Für die weitere Arbeit ist auch ein Verständnis der Daseinsvorsorge und ihrer Grundidee notwendig. Der Begriff der Daseinsvorsorge wurde durch den deutschen Staatsrechtler Ernst Forsthoff geprägt. Dem Wortlaut entsprechend ging er davon aus, dass es eine Angelegenheit des Gemeinwesens sei, die Bedingungen für das Dasein des einzelnen Menschen durch die Bereitstellung der lebensnotwendigsten Leistungen sicherzustellen.[66] Dieser Auffassung liegt die Idee zugrunde, dass einzelne Menschen die für ein menschenwürdiges Leben wesentlichen Leistungen aus dem Spektrum der Daseinsvorsorge nicht selber bereitstellen können, sondern darauf angewiesen sind, diese von anderen beziehen zu können.[67]
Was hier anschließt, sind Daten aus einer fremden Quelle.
// src/application/state.rs
//
// Planner context: the single owner of the wired planner components.
//
// Construction order:
// 1. Infrastructure (pool + schema, event bus)
// 2. Repository over the key-value store
// 3. Reminder store (loads persisted state)
//
// Nothing here is global; callers hold the context and shut it down.

use std::sync::Arc;

use crate::config::PlannerConfig;
use crate::db::{
    create_connection_pool, get_connection, get_database_stats, initialize_database,
    ConnectionPool, DatabaseStats,
};
use crate::error::AppResult;
use crate::events::EventBus;
use crate::repositories::{
    InMemoryKeyValueStore, KeyValueReminderRepository, KeyValueStore, ReminderRepository,
    SqliteKeyValueStore,
};
use crate::services::{LoggingScheduler, ReminderScheduler, ReminderStore, StoreOptions};

pub struct PlannerContext {
    config: PlannerConfig,

    /// Absent for in-memory contexts
    pool: Option<Arc<ConnectionPool>>,

    event_bus: Arc<EventBus>,
    store: ReminderStore,
}

impl PlannerContext {
    /// Open the configured database and load the planner from it.
    ///
    /// Alerts go to a `LoggingScheduler`.
    pub fn bootstrap(config: PlannerConfig) -> AppResult<Self> {
        Self::bootstrap_with_scheduler(config, Arc::new(LoggingScheduler))
    }

    pub fn bootstrap_with_scheduler(
        config: PlannerConfig,
        scheduler: Arc<dyn ReminderScheduler>,
    ) -> AppResult<Self> {
        // 1. INFRASTRUCTURE
        let pool = Arc::new(create_connection_pool(&config)?);

        // Initialize schema (idempotent)
        {
            let conn = get_connection(&pool)?;
            initialize_database(&conn)?;
        }

        // 2. STORAGE
        let entries: Arc<dyn KeyValueStore> = Arc::new(SqliteKeyValueStore::new(pool.clone()));

        let context = Self::assemble(config, Some(pool), entries, scheduler)?;
        log::info!(
            "Planner opened at {}",
            context.config.database_path.display()
        );
        Ok(context)
    }

    /// Context backed by process memory only; nothing survives `shutdown`
    pub fn in_memory(
        config: PlannerConfig,
        scheduler: Arc<dyn ReminderScheduler>,
    ) -> AppResult<Self> {
        let entries: Arc<dyn KeyValueStore> = Arc::new(InMemoryKeyValueStore::new());
        Self::assemble(config, None, entries, scheduler)
    }

    fn assemble(
        config: PlannerConfig,
        pool: Option<Arc<ConnectionPool>>,
        entries: Arc<dyn KeyValueStore>,
        scheduler: Arc<dyn ReminderScheduler>,
    ) -> AppResult<Self> {
        let event_bus = Arc::new(EventBus::new());
        let repository: Arc<dyn ReminderRepository> =
            Arc::new(KeyValueReminderRepository::new(entries));

        // 3. STORE
        let options = StoreOptions {
            formatter: config.formatter()?,
            duplicate_tolerance: config.duplicate_tolerance(),
        };
        let store = ReminderStore::initialize(repository, scheduler, event_bus.clone(), options)?;

        Ok(Self {
            config,
            pool,
            event_bus,
            store,
        })
    }

    pub fn config(&self) -> &PlannerConfig {
        &self.config
    }

    pub fn store(&self) -> &ReminderStore {
        &self.store
    }

    pub fn store_mut(&mut self) -> &mut ReminderStore {
        &mut self.store
    }

    pub fn event_bus(&self) -> &Arc<EventBus> {
        &self.event_bus
    }

    /// Storage statistics, when backed by a database
    pub fn database_stats(&self) -> AppResult<Option<DatabaseStats>> {
        match &self.pool {
            Some(pool) => {
                let conn = get_connection(pool)?;
                Ok(Some(get_database_stats(&conn)?))
            }
            None => Ok(None),
        }
    }

    /// Detach subscribers and release storage.
    ///
    /// Every mutation was already persisted, so there is nothing to flush.
    pub fn shutdown(self) {
        self.event_bus.clear_subscribers();
        log::info!(
            "Planner shut down with {} reminders",
            self.store.len()
        );
    }
}
// src/domain/timestamp/encoding.rs
//
// Persisted timestamp encoding.
//
// Planner data written by earlier releases stores dates as a JSON number of
// seconds since 2001-01-01T00:00:00Z. We keep writing that shape and also
// accept RFC 3339 strings when reading. Timestamps are held at the value the
// encoding reproduces (microseconds, or coarser for far-future dates) so a
// write followed by a read yields the same value.

use chrono::{DateTime, Duration, SubsecRound, Utc};
use serde::{Deserialize, Deserializer, Serialize, Serializer};

/// Seconds between the Unix epoch and 2001-01-01T00:00:00Z
const REFERENCE_DATE_UNIX_SECONDS: i64 = 978_307_200;

fn reference_date() -> DateTime<Utc> {
    DateTime::<Utc>::UNIX_EPOCH + Duration::seconds(REFERENCE_DATE_UNIX_SECONDS)
}

/// Upper bound on re-encoding passes in `normalize`
const MAX_NORMALIZE_PASSES: usize = 4;

/// Clamp a timestamp to the value the persisted encoding reproduces.
///
/// Microsecond precision up to roughly the year 2270; beyond that the f64
/// seconds lose sub-microsecond steps and the stored value is coarser.
pub fn normalize(date: DateTime<Utc>) -> DateTime<Utc> {
    let mut current = date.trunc_subsecs(6);
    for _ in 0..MAX_NORMALIZE_PASSES {
        let next = match encode_seconds(current).and_then(from_reference_seconds) {
            Some(next) => next,
            None => return current,
        };
        if next == current {
            break;
        }
        current = next;
    }
    current
}

fn encode_seconds(date: DateTime<Utc>) -> Option<f64> {
    (date.trunc_subsecs(6) - reference_date())
        .num_microseconds()
        .map(|micros| micros as f64 / 1_000_000.0)
}

/// Seconds since the reference date, as written to storage
pub fn to_reference_seconds(date: DateTime<Utc>) -> Option<f64> {
    encode_seconds(normalize(date))
}

pub fn from_reference_seconds(seconds: f64) -> Option<DateTime<Utc>> {
    if !seconds.is_finite() {
        return None;
    }
    let micros = (seconds * 1_000_000.0).round();
    if micros.abs() > i64::MAX as f64 {
        return None;
    }
    reference_date().checked_add_signed(Duration::microseconds(micros as i64))
}

#[derive(Deserialize)]
#[serde(untagged)]
enum RawTimestamp {
    Seconds(f64),
    Text(String),
}

/// `#[serde(with = "reference_date")]` adapter for `DateTime<Utc>` fields
pub mod reference_date {
    use super::*;

    pub fn serialize<S>(date: &DateTime<Utc>, serializer: S) -> Result<S::Ok, S::Error>
    where
        S: Serializer,
    {
        let seconds = to_reference_seconds(*date)
            .ok_or_else(|| serde::ser::Error::custom("timestamp out of range"))?;
        serializer.serialize_f64(seconds)
    }

    pub fn deserialize<'de, D>(deserializer: D) -> Result<DateTime<Utc>, D::Error>
    where
        D: Deserializer<'de>,
    {
        match RawTimestamp::deserialize(deserializer)? {
            RawTimestamp::Seconds(seconds) => from_reference_seconds(seconds)
                .map(normalize)
                .ok_or_else(|| serde::de::Error::custom(format!("timestamp out of range: {}", seconds))),
            RawTimestamp::Text(text) => DateTime::parse_from_rfc3339(&text)
                .map(|dt| normalize(dt.with_timezone(&Utc)))
                .map_err(|e| serde::de::Error::custom(format!("invalid timestamp '{}': {}", text, e))),
        }
    }
}

/// A single stored timestamp (the pending planner date entry)
#[derive(Debug, Clone, Copy, PartialEq, Eq, Serialize, Deserialize)]
#[serde(transparent)]
pub struct StoredTimestamp(#[serde(with = "reference_date")] pub DateTime<Utc>);
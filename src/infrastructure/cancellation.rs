// src/infrastructure/cancellation.rs
//
// Caller-owned cancellation for long-running async work.
//
// The caller keeps a clone and calls `cancel()` when the result is no
// longer wanted (e.g. the view that asked for it went away).

use std::sync::atomic::{AtomicBool, Ordering};
use std::sync::Arc;
use tokio::sync::Notify;

#[derive(Debug, Clone, Default)]
pub struct CancellationToken {
    cancelled: Arc<AtomicBool>,
    notify: Arc<Notify>,
}

impl CancellationToken {
    pub fn new() -> Self {
        Self::default()
    }

    /// Idempotent; wakes every pending `cancelled()` future
    pub fn cancel(&self) {
        self.cancelled.store(true, Ordering::SeqCst);
        self.notify.notify_waiters();
    }

    pub fn is_cancelled(&self) -> bool {
        self.cancelled.load(Ordering::SeqCst)
    }

    /// Resolves once `cancel()` has been called
    pub async fn cancelled(&self) {
        loop {
            // Register before checking the flag so a concurrent cancel is not missed
            let notified = self.notify.notified();
            if self.is_cancelled() {
                return;
            }
            notified.await;
        }
    }
}
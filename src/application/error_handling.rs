// src/application/error_handling.rs
//
// Error Handling for Commands
//
// ARCHITECTURE:
// - Maps internal errors → user-friendly responses
// - Provides consistent error format for UI
// - Never exposes internal implementation details
// - Logs errors for debugging

use serde::{Deserialize, Serialize};

use crate::domain::DomainError;
use crate::error::AppError;

/// Standard error response for UI
#[derive(Debug, Clone, PartialEq, Serialize, Deserialize)]
pub struct ErrorResponse {
    pub success: bool,
    pub error_type: ErrorType,
    pub message: String,
    pub details: Option<String>,
}

/// Error categories for UI
#[derive(Debug, Clone, Copy, PartialEq, Eq, Serialize, Deserialize)]
#[serde(rename_all = "snake_case")]
pub enum ErrorType {
    /// Resource not found (404)
    NotFound,

    /// Invalid input/validation error (400)
    Validation,

    /// Same media already planned at this time (409)
    Duplicate,

    /// Database/persistence error (500)
    Database,

    /// File system error (500)
    FileSystem,

    /// Work abandoned by its caller
    Cancelled,

    /// Other/unknown error (500)
    Internal,
}

impl ErrorResponse {
    fn new(error_type: ErrorType, message: impl Into<String>, details: Option<String>) -> Self {
        Self {
            success: false,
            error_type,
            message: message.into(),
            details,
        }
    }

    /// Create error response from AppError
    pub fn from_app_error(error: AppError) -> Self {
        match error {
            AppError::Domain(domain_error) => Self::from_domain_error(domain_error),

            AppError::Database(db_error) => {
                // Log full error for debugging
                log::error!("Database error: {:?}", db_error);
                Self::new(
                    ErrorType::Database,
                    "Database operation failed",
                    Some("Check logs for details".to_string()),
                )
            }

            AppError::Pool(pool_error) => {
                log::error!("Connection pool error: {}", pool_error);
                Self::new(ErrorType::Database, "Database connection failed", None)
            }

            AppError::Serialization(serde_error) => {
                log::error!("Serialization error: {:?}", serde_error);
                Self::new(ErrorType::Internal, "Data serialization failed", None)
            }

            AppError::Io(io_error) => {
                log::error!("IO error: {:?}", io_error);
                Self::new(
                    ErrorType::FileSystem,
                    "File system operation failed",
                    Some(io_error.to_string()),
                )
            }

            AppError::Cancelled => Self::new(ErrorType::Cancelled, "Operation cancelled", None),

            AppError::Other(message) => {
                log::error!("Other error: {}", message);
                Self::new(ErrorType::Internal, message, None)
            }
        }
    }

    fn from_domain_error(error: DomainError) -> Self {
        match error {
            DomainError::DuplicateReminder { media_name, .. } => Self::new(
                ErrorType::Duplicate,
                format!("⚠️ Reminder for {} at this time already exists!", media_name),
                None,
            ),

            DomainError::IncompleteSelection => Self::new(
                ErrorType::Validation,
                "Please choose both media type and file before setting a reminder.",
                None,
            ),

            DomainError::NotFound(what) => Self::not_found(&what),

            other @ (DomainError::UnknownMediaType(_) | DomainError::UnsupportedLocale(_)) => {
                Self::validation(other.to_string())
            }
        }
    }

    /// Create validation error
    pub fn validation(message: String) -> Self {
        Self::new(ErrorType::Validation, message, None)
    }

    /// Create not found error
    pub fn not_found(resource: &str) -> Self {
        Self::new(ErrorType::NotFound, format!("{} not found", resource), None)
    }
}

/// Helper trait to convert Results to ErrorResponse
pub trait ToErrorResponse<T> {
    fn to_error_response(self) -> Result<T, ErrorResponse>;
}

impl<T> ToErrorResponse<T> for Result<T, AppError> {
    fn to_error_response(self) -> Result<T, ErrorResponse> {
        self.map_err(ErrorResponse::from_app_error)
    }
}
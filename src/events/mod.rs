// src/events/mod.rs
//
// Internal Event System - Public API
//
// EventHandler is internal to the bus and is not exported.

pub mod bus;
pub mod types;

pub use types::{
    DomainEvent, PendingDateChanged, ReminderAdded, ReminderRemoved, RemindersRestored,
};

pub use bus::{EventBus, EventLogEntry, EVENT_LOG_CAPACITY};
In Praxis, wie auch Literatur besteht jedoch keine einheitliche oder abschließende Definition der Daseinsvorsorge. Dies ist auch darauf zurückzuführen, dass es schwierig erscheint, den Umfang der für das menschliche Dasein benötigten Leistungen objektiv und allgemeingültig zu beurteilen, sodass sich in der jeweiligen Begriffsauslegung auch subjektive Urteile und politische Entscheidungen widerspiegeln.[68] Nicht nur aus diesen Gründen, sondern auch aus dem Betrachtungswinkel heraus, dass die Menschheit einer permanenten Evolution unterliegt und dadurch stetig neue Technologien hervorbringt, wie in den vergangenen Jahrzehnten z. B. den Mobilfunk oder das Breitbandinternet, ist es nicht möglich, den Begriff der Daseinsvorsorge abschließend zu definieren; vielmehr ist er als entwicklungsoffen anzusehen.[69] Einigkeit besteht jedoch darüber, dass unter der Daseinsvorsorge eine Grundversorgung der Bevölkerung mit den wesentlichen Infrastrukturgütern verstanden wird.[70]

Eine Begriffsannäherung wird häufig auch durch Aufzählungen vorgenommen. Danach sind folgende Leistungen der Daseinsvorsorge zuzurechnen: die Abwasser- und Abfallentsorgung, die Versorgung mit Wasser und Energie, öffentlicher Personenverkehr, Leistungen in den Bereichen Post, Telekommunikation, Eisenbahn und Rundfunk, Sparkassen und öffentliche Versicherer, Bildungseinrichtungen aller Art, Theater- und Sporteinrichtungen sowie die Erbringung von Gesundheitsdiensten.[71]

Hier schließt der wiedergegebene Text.